What is needed: Once the line containing "let path = path.as_ref();" is found in the records below, return it and each following line exactly, up to and including the line containing "its JSON-facing definition.", and nothing else.

START Material for this exercise

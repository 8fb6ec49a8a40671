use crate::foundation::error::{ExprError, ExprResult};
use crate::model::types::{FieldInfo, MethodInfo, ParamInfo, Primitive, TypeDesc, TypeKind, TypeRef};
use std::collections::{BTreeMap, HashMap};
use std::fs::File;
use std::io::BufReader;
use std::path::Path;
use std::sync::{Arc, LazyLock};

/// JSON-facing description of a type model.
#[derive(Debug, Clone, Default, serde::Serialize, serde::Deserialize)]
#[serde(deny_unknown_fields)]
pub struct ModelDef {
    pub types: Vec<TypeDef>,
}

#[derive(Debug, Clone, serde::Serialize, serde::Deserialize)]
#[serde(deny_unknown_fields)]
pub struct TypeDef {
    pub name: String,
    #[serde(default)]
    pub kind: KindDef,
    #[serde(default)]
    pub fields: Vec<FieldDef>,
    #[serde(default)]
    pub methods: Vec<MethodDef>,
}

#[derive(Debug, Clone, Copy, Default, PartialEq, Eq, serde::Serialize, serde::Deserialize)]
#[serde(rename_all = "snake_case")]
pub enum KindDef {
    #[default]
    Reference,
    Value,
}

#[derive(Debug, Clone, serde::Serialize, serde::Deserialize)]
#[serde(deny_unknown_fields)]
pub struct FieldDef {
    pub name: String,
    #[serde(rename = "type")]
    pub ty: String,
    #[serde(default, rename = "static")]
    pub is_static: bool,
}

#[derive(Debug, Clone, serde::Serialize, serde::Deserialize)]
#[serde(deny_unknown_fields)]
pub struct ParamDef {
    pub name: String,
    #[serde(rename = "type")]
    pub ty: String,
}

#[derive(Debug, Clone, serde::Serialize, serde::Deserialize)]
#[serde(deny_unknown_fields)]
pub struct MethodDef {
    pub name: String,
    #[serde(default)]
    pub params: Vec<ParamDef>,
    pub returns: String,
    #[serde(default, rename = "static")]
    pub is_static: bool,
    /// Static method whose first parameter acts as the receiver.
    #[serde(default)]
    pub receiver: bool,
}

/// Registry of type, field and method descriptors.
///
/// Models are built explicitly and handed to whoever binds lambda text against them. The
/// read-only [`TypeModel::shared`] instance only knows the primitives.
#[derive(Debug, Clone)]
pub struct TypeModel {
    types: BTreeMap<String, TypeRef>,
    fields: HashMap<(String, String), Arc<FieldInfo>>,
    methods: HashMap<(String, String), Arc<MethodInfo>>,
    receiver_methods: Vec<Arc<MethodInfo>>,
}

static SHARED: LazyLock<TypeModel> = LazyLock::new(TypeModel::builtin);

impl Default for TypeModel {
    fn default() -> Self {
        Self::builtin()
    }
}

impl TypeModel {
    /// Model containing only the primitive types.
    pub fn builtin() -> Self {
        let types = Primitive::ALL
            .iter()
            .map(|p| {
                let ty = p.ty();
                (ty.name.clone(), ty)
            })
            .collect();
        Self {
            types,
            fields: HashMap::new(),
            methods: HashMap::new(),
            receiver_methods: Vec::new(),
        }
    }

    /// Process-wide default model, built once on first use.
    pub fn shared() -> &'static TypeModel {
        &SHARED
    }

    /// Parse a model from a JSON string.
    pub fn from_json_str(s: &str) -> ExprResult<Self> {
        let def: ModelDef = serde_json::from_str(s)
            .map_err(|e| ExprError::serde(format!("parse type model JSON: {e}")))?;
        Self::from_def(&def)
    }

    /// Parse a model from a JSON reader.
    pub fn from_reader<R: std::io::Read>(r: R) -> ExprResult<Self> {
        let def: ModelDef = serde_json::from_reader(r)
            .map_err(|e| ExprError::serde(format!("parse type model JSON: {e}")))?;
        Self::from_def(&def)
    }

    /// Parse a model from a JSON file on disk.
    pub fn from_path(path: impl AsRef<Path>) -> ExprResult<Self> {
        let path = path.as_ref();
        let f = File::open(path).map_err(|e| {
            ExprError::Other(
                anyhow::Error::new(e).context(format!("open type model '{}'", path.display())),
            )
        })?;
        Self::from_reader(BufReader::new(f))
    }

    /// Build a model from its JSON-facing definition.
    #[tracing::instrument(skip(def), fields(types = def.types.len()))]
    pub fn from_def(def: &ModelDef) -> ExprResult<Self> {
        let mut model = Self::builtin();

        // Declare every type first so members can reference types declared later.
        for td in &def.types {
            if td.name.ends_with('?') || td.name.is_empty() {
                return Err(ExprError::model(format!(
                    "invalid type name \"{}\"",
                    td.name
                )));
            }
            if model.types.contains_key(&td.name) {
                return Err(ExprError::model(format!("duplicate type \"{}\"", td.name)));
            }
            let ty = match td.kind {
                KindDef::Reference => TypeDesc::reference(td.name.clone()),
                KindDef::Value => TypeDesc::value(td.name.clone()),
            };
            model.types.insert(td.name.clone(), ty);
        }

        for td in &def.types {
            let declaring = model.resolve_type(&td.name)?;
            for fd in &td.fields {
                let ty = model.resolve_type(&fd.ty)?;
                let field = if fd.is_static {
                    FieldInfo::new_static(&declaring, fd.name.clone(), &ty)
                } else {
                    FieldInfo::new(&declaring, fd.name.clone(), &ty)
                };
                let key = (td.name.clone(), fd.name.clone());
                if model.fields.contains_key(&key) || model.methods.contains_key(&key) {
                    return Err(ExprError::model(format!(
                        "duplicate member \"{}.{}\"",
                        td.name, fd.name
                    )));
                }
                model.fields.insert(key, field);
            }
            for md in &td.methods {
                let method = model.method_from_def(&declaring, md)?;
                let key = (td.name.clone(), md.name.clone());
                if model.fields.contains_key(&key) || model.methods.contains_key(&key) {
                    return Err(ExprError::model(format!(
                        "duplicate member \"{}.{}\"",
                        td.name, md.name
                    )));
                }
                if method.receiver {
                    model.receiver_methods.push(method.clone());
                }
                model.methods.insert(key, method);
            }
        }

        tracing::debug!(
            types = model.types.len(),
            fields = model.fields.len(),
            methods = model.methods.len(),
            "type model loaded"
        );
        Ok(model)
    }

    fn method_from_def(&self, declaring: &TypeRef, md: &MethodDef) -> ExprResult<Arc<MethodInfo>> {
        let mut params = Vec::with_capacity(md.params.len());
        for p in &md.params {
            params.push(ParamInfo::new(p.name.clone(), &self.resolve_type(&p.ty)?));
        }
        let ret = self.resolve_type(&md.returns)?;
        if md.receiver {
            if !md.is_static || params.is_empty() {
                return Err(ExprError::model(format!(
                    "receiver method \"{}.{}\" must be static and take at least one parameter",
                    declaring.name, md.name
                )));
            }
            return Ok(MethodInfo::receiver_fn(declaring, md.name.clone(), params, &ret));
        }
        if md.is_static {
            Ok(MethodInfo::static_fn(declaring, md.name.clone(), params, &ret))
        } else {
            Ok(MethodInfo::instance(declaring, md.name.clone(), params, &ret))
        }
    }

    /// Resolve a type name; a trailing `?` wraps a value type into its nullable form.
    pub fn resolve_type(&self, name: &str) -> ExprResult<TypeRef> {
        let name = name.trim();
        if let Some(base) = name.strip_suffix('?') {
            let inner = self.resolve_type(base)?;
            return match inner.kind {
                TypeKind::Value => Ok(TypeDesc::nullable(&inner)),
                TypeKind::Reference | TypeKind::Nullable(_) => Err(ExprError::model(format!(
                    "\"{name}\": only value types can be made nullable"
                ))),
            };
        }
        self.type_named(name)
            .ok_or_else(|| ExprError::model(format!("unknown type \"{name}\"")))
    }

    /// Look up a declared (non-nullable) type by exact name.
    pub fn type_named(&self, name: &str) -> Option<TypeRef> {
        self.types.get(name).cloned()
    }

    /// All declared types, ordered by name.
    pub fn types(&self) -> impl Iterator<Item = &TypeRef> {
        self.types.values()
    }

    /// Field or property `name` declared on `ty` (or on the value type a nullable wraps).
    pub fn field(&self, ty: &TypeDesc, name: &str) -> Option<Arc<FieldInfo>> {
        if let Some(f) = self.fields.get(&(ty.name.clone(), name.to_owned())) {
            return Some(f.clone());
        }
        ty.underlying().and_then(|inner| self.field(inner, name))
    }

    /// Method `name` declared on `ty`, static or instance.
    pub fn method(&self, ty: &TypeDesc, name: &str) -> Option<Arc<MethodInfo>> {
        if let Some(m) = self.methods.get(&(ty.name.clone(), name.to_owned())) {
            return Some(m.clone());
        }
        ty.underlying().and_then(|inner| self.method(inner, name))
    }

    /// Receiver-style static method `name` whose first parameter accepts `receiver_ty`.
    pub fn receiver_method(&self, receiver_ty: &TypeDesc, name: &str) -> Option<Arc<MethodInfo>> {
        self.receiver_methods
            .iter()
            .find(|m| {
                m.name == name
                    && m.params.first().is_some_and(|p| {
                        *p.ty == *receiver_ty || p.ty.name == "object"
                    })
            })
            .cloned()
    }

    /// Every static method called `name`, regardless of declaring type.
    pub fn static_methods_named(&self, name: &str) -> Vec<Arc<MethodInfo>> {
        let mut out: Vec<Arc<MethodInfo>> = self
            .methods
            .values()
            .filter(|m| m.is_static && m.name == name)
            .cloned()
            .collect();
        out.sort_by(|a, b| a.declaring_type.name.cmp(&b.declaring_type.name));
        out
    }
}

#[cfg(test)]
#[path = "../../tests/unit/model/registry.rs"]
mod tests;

END Material for this exercise

Exercise result:
        let path = path.as_ref();
        let f = File::open(path).map_err(|e| {
            ExprError::Other(
                anyhow::Error::new(e).context(format!("open type model '{}'", path.display())),
            )
        })?;
        Self::from_reader(BufReader::new(f))
    }

    /// Build a model from its JSON-facing definition.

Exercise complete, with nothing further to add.